Stored items »
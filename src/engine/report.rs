use crate::engine::calculations::{round_to, CarbonCalculator};
use crate::engine::constants::TOTAL_DECIMALS;
use crate::models::{
    CalculationResult, DetailedReport, ReportBaseline, ReportBreakdown, ReportEntry,
};

fn entry(value: f64, percent: f64, description: &str) -> ReportEntry {
    ReportEntry {
        value: round_to(value, TOTAL_DECIMALS),
        percent,
        description: description.to_string(),
    }
}

impl CarbonCalculator<'_> {
    /// Expand a calculation result into a display-ready report.
    pub fn generate_report(&self, result: &CalculationResult) -> DetailedReport {
        let values = &result.breakdown.values;
        let percent = &result.breakdown.percent;
        let vs = &result.vs_baseline;

        let message = if vs.reduction > 0.0 {
            format!(
                "{} kg less than {}, a {}% reduction",
                vs.reduction, vs.meal_type, vs.reduction_percent
            )
        } else {
            "Already at the ideal level".to_string()
        };

        DetailedReport {
            summary: format!("Meal carbon footprint: {} kg CO₂e", result.total_carbon),
            breakdown: ReportBreakdown {
                ingredient_base: entry(
                    values.ingredient_base,
                    percent.ingredient_base,
                    "Ingredient production",
                ),
                cooking_energy: entry(values.cooking_energy, percent.cooking_energy, "Cooking energy"),
                transportation: entry(values.transportation, percent.transportation, "Transportation"),
                preservation: entry(values.preservation, percent.preservation, "Preservation"),
                seasonal: entry(values.seasonal, percent.seasonal, "Seasonal adjustment"),
            },
            vs_baseline: ReportBaseline {
                comparison: format!("vs {}", vs.meal_type),
                baseline: vs.baseline,
                your_meal: result.total_carbon,
                reduction: vs.reduction,
                reduction_percent: vs.reduction_percent,
                message,
            },
            tips: result.tips.clone(),
            savings_potential: self.savings_potential(values, &result.cooking_method),
        }
    }
}

#[cfg(test)]
mod tests {
    use super::*;
    use crate::models::{IngredientUsage, MealDescription};
    use chrono::NaiveDate;

    fn winter_meal(grams: f64) -> MealDescription {
        MealDescription::new(vec![IngredientUsage::new("白菜", grams, 1.0).with_origin("local")], "蒸")
            .with_date(NaiveDate::from_ymd_opt(2025, 1, 5).unwrap())
    }

    #[test]
    fn test_report_under_baseline() {
        let calc = CarbonCalculator::default();
        let result = calc.calculate_advanced(&winter_meal(400.0));
        let report = calc.generate_report(&result);

        // 0.4 * 1.05
        assert_eq!(report.vs_baseline.your_meal, 0.42);
        assert_eq!(report.vs_baseline.reduction, 0.58);
        assert_eq!(report.vs_baseline.comparison, "vs 素食简餐");
        assert!(report.vs_baseline.message.contains("0.58"));
        assert_eq!(report.breakdown.ingredient_base.value, 0.4);
        assert!(report.summary.contains("0.42"));
    }

    #[test]
    fn test_report_over_baseline() {
        let calc = CarbonCalculator::default();
        let result = calc.calculate_advanced(&winter_meal(2000.0));
        let report = calc.generate_report(&result);
        assert!(report.vs_baseline.reduction < 0.0);
        assert_eq!(report.vs_baseline.message, "Already at the ideal level");
    }
}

ASSIGNMENT » Find all lines in the records that hold the word "ideal". Copy them.

YOUR SOLUTION »
            "Already at the ideal level".to_string()
        assert_eq!(report.vs_baseline.message, "Already at the ideal level");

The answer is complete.